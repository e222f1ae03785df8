//! Translation store: one row per (listing, locale).

use std::collections::HashMap;

use jobs_core::{JobListingId, JobTranslation, Locale};
use surrealdb::engine::any::Any;
use surrealdb::method::Query;

use crate::query::{FilterValue, Statement};
use crate::records::{TRANSLATION_TABLE, TranslationRecord};
use crate::{Database, DbError};

/// Read access to translated listing content.
///
/// Writes go through the listing repository so they share its transaction.
#[derive(Clone)]
pub struct TranslationStore {
    db: Database,
}

impl TranslationStore {
    pub fn new(db: Database) -> Self {
        Self { db }
    }

    /// Translations of one listing, optionally restricted to `locale`.
    pub async fn for_listing(
        &self,
        id: JobListingId,
        locale: Option<&Locale>,
    ) -> Result<Vec<JobTranslation>, DbError> {
        let mut grouped = self.for_listings(&[id], locale).await?;
        Ok(grouped.remove(&id).unwrap_or_default())
    }

    /// Translations of several listings grouped by listing.
    pub async fn for_listings(
        &self,
        ids: &[JobListingId],
        locale: Option<&Locale>,
    ) -> Result<HashMap<JobListingId, Vec<JobTranslation>>, DbError> {
        if ids.is_empty() {
            return Ok(HashMap::new());
        }

        let ids: Vec<String> = ids.iter().map(ToString::to_string).collect();
        let mut response = match locale {
            Some(locale) => {
                self.db
                    .query("SELECT * FROM job_translation WHERE listing IN $ids AND locale = $locale ORDER BY locale ASC")
                    .bind(("ids", ids))
                    .bind(("locale", locale.to_string()))
                    .await?
            }
            None => {
                self.db
                    .query("SELECT * FROM job_translation WHERE listing IN $ids ORDER BY locale ASC")
                    .bind(("ids", ids))
                    .await?
            }
        };

        let records: Vec<TranslationRecord> = response.take(0)?;
        group_by_listing(records)
    }

    /// Every translation row, for rebuilding the keyword index.
    pub async fn all(&self) -> Result<Vec<(JobListingId, JobTranslation)>, DbError> {
        let records: Vec<TranslationRecord> = self.db.select(TRANSLATION_TABLE).await?;

        records
            .into_iter()
            .map(|r| Ok((parse_listing(&r.listing)?, r.into_translation()?)))
            .collect()
    }

    /// Listing that owns `slug` in `locale`.
    pub async fn slug_owner(
        &self,
        slug: &str,
        locale: &Locale,
    ) -> Result<Option<JobListingId>, DbError> {
        let mut response = self
            .db
            .query("SELECT VALUE listing FROM job_translation WHERE slug = $slug AND locale = $locale LIMIT 1")
            .bind(("slug", slug.to_string()))
            .bind(("locale", locale.to_string()))
            .await?;

        let owners: Vec<String> = response.take(0)?;
        owners.first().map(|raw| parse_listing(raw)).transpose()
    }

    /// Whether any listing other than `except` uses `title`, in any locale.
    ///
    /// Comparison is exact (case-sensitive), matching the store's collation.
    pub async fn title_taken(&self, title: &str, except: JobListingId) -> Result<bool, DbError> {
        let mut response = self
            .db
            .query("SELECT VALUE listing FROM job_translation WHERE title = $title AND listing != $listing LIMIT 1")
            .bind(("title", title.to_string()))
            .bind(("listing", except.to_string()))
            .await?;

        let owners: Vec<String> = response.take(0)?;
        Ok(!owners.is_empty())
    }

    /// Run a rendered translation statement for the listings in `ids`.
    pub(crate) async fn select(
        &self,
        statement: Statement,
        ids: &[JobListingId],
    ) -> Result<HashMap<JobListingId, Vec<JobTranslation>>, DbError> {
        let ids: Vec<String> = ids.iter().map(ToString::to_string).collect();
        let request = bind_filters(self.db.query(statement.sql), statement.bindings);
        let mut response = request.bind(("ids", ids)).await?;

        let records: Vec<TranslationRecord> = response.take(0)?;
        group_by_listing(records)
    }
}

/// Bind rendered filter values; timestamps go in as RFC 3339 strings.
pub(crate) fn bind_filters(
    mut request: Query<'_, Any>,
    bindings: Vec<(String, FilterValue)>,
) -> Query<'_, Any> {
    for (name, value) in bindings {
        request = match value {
            FilterValue::Bool(v) => request.bind((name, v)),
            FilterValue::Text(v) => request.bind((name, v)),
            FilterValue::Time(v) => request.bind((name, v.to_rfc3339())),
        };
    }
    request
}

fn group_by_listing(
    records: Vec<TranslationRecord>,
) -> Result<HashMap<JobListingId, Vec<JobTranslation>>, DbError> {
    let mut grouped: HashMap<JobListingId, Vec<JobTranslation>> = HashMap::new();
    for record in records {
        let id = parse_listing(&record.listing)?;
        grouped.entry(id).or_default().push(record.into_translation()?);
    }
    Ok(grouped)
}

fn parse_listing(raw: &str) -> Result<JobListingId, DbError> {
    JobListingId::parse(raw).map_err(|e| DbError::Serialization(format!("bad listing id {raw:?}: {e}")))
}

+--

Task brief: Nothing should be omitted or altered. Retype the records exactly.

Answer for this exercise:
repository e222f1ae03785df8
//! Translation store: one row per (listing, locale).

use std::collections::HashMap;

use jobs_core::{JobListingId, JobTranslation, Locale};
use surrealdb::engine::any::Any;
use surrealdb::method::Query;

use crate::query::{FilterValue, Statement};
use crate::records::{TRANSLATION_TABLE, TranslationRecord};
use crate::{Database, DbError};

/// Read access to translated listing content.
///
/// Writes go through the listing repository so they share its transaction.
#[derive(Clone)]
pub struct TranslationStore {
    db: Database,
}

impl TranslationStore {
    pub fn new(db: Database) -> Self {
        Self { db }
    }

    /// Translations of one listing, optionally restricted to `locale`.
    pub async fn for_listing(
        &self,
        id: JobListingId,
        locale: Option<&Locale>,
    ) -> Result<Vec<JobTranslation>, DbError> {
        let mut grouped = self.for_listings(&[id], locale).await?;
        Ok(grouped.remove(&id).unwrap_or_default())
    }

    /// Translations of several listings grouped by listing.
    pub async fn for_listings(
        &self,
        ids: &[JobListingId],
        locale: Option<&Locale>,
    ) -> Result<HashMap<JobListingId, Vec<JobTranslation>>, DbError> {
        if ids.is_empty() {
            return Ok(HashMap::new());
        }

        let ids: Vec<String> = ids.iter().map(ToString::to_string).collect();
        let mut response = match locale {
            Some(locale) => {
                self.db
                    .query("SELECT * FROM job_translation WHERE listing IN $ids AND locale = $locale ORDER BY locale ASC")
                    .bind(("ids", ids))
                    .bind(("locale", locale.to_string()))
                    .await?
            }
            None => {
                self.db
                    .query("SELECT * FROM job_translation WHERE listing IN $ids ORDER BY locale ASC")
                    .bind(("ids", ids))
                    .await?
            }
        };

        let records: Vec<TranslationRecord> = response.take(0)?;
        group_by_listing(records)
    }

    /// Every translation row, for rebuilding the keyword index.
    pub async fn all(&self) -> Result<Vec<(JobListingId, JobTranslation)>, DbError> {
        let records: Vec<TranslationRecord> = self.db.select(TRANSLATION_TABLE).await?;

        records
            .into_iter()
            .map(|r| Ok((parse_listing(&r.listing)?, r.into_translation()?)))
            .collect()
    }

    /// Listing that owns `slug` in `locale`.
    pub async fn slug_owner(
        &self,
        slug: &str,
        locale: &Locale,
    ) -> Result<Option<JobListingId>, DbError> {
        let mut response = self
            .db
            .query("SELECT VALUE listing FROM job_translation WHERE slug = $slug AND locale = $locale LIMIT 1")
            .bind(("slug", slug.to_string()))
            .bind(("locale", locale.to_string()))
            .await?;

        let owners: Vec<String> = response.take(0)?;
        owners.first().map(|raw| parse_listing(raw)).transpose()
    }

    /// Whether any listing other than `except` uses `title`, in any locale.
    ///
    /// Comparison is exact (case-sensitive), matching the store's collation.
    pub async fn title_taken(&self, title: &str, except: JobListingId) -> Result<bool, DbError> {
        let mut response = self
            .db
            .query("SELECT VALUE listing FROM job_translation WHERE title = $title AND listing != $listing LIMIT 1")
            .bind(("title", title.to_string()))
            .bind(("listing", except.to_string()))
            .await?;

        let owners: Vec<String> = response.take(0)?;
        Ok(!owners.is_empty())
    }

    /// Run a rendered translation statement for the listings in `ids`.
    pub(crate) async fn select(
        &self,
        statement: Statement,
        ids: &[JobListingId],
    ) -> Result<HashMap<JobListingId, Vec<JobTranslation>>, DbError> {
        let ids: Vec<String> = ids.iter().map(ToString::to_string).collect();
        let request = bind_filters(self.db.query(statement.sql), statement.bindings);
        let mut response = request.bind(("ids", ids)).await?;

        let records: Vec<TranslationRecord> = response.take(0)?;
        group_by_listing(records)
    }
}

/// Bind rendered filter values; timestamps go in as RFC 3339 strings.
pub(crate) fn bind_filters(
    mut request: Query<'_, Any>,
    bindings: Vec<(String, FilterValue)>,
) -> Query<'_, Any> {
    for (name, value) in bindings {
        request = match value {
            FilterValue::Bool(v) => request.bind((name, v)),
            FilterValue::Text(v) => request.bind((name, v)),
            FilterValue::Time(v) => request.bind((name, v.to_rfc3339())),
        };
    }
    request
}

fn group_by_listing(
    records: Vec<TranslationRecord>,
) -> Result<HashMap<JobListingId, Vec<JobTranslation>>, DbError> {
    let mut grouped: HashMap<JobListingId, Vec<JobTranslation>> = HashMap::new();
    for record in records {
        let id = parse_listing(&record.listing)?;
        grouped.entry(id).or_default().push(record.into_translation()?);
    }
    Ok(grouped)
}

fn parse_listing(raw: &str) -> Result<JobListingId, DbError> {
    JobListingId::parse(raw).map_err(|e| DbError::Serialization(format!("bad listing id {raw:?}: {e}")))
}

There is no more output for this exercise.